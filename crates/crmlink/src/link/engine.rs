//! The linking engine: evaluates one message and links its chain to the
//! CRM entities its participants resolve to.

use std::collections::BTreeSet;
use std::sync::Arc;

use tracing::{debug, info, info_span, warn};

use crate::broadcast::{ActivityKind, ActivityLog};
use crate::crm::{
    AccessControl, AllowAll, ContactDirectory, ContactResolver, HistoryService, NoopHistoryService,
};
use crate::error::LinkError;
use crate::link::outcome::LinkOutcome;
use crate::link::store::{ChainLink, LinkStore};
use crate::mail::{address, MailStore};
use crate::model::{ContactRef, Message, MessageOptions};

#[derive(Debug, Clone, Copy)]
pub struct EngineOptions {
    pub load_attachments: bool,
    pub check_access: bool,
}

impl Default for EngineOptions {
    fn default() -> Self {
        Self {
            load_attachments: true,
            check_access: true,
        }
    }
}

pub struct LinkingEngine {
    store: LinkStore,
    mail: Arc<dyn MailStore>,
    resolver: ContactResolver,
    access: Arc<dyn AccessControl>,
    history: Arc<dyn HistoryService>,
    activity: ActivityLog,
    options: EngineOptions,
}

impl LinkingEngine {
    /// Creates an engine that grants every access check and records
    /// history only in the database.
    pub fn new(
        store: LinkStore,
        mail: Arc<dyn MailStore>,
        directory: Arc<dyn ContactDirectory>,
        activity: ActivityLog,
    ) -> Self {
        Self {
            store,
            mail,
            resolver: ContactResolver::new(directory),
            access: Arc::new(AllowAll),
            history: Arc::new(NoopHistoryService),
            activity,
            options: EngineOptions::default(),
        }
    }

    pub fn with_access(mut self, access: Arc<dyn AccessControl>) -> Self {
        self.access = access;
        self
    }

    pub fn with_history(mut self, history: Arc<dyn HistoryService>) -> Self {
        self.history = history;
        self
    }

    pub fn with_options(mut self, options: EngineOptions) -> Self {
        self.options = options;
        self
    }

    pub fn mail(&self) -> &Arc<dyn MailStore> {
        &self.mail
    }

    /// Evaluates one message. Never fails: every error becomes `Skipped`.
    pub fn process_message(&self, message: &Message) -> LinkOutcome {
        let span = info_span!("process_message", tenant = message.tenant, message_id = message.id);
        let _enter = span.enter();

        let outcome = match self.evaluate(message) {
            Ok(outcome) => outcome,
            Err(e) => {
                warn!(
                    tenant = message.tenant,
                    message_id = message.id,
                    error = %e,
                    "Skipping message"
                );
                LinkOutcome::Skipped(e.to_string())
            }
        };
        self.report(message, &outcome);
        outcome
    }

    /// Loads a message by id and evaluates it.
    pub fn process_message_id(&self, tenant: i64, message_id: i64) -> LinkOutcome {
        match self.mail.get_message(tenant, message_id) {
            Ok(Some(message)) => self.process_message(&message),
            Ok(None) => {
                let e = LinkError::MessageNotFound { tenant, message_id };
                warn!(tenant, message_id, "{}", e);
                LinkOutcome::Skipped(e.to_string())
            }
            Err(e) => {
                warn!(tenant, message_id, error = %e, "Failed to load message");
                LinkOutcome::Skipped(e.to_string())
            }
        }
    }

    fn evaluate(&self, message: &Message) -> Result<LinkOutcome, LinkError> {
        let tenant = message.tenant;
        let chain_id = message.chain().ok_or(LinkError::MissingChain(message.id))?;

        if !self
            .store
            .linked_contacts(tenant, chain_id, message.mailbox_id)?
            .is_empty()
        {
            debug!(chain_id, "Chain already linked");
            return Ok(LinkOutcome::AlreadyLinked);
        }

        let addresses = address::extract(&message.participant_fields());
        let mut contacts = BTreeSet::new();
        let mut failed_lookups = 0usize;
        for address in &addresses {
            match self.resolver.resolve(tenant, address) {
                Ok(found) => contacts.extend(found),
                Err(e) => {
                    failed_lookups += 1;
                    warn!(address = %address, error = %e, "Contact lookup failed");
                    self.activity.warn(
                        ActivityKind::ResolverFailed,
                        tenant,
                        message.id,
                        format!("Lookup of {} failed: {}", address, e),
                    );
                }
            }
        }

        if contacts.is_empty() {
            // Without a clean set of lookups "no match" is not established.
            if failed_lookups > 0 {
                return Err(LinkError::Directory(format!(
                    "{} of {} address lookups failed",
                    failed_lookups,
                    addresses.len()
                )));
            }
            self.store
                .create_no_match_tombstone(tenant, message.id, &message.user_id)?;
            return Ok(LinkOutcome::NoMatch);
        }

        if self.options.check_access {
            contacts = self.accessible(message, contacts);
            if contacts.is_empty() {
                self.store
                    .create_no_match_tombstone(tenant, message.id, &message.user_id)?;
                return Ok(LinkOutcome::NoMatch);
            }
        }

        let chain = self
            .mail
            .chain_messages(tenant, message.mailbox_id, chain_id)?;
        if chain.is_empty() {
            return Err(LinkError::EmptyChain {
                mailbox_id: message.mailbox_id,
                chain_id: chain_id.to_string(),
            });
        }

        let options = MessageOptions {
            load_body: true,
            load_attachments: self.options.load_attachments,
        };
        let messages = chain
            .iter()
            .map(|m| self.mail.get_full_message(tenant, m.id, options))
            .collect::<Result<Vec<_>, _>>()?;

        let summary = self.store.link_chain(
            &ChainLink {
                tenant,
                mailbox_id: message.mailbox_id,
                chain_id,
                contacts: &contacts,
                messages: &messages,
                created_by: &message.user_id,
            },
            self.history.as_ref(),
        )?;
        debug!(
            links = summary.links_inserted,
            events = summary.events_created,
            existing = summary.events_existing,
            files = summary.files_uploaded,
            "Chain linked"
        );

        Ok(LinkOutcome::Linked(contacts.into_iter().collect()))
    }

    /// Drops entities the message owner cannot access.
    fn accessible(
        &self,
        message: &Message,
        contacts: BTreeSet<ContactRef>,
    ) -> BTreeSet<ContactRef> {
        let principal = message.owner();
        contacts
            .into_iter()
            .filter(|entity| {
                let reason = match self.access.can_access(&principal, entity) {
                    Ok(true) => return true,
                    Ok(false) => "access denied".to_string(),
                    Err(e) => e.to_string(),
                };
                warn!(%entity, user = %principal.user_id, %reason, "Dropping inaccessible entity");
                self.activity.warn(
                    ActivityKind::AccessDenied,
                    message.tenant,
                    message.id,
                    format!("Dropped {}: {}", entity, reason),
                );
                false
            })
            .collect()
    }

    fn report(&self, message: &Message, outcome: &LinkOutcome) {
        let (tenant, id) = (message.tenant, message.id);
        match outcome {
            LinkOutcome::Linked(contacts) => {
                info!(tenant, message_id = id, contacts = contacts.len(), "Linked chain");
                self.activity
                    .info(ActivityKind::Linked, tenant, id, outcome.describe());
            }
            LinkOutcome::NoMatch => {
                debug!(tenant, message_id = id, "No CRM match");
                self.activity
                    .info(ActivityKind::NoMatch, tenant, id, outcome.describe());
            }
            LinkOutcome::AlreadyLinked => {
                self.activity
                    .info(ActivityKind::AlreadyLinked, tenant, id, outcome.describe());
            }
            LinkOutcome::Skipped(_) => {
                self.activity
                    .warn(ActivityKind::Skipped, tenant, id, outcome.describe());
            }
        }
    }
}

- - - - - - -

Would you show all lines of the material above that contain the word "format"?

                        format!("Lookup of {} failed: {}", address, e),
                return Err(LinkError::Directory(format!(
                    format!("Dropped {}: {}", entity, reason),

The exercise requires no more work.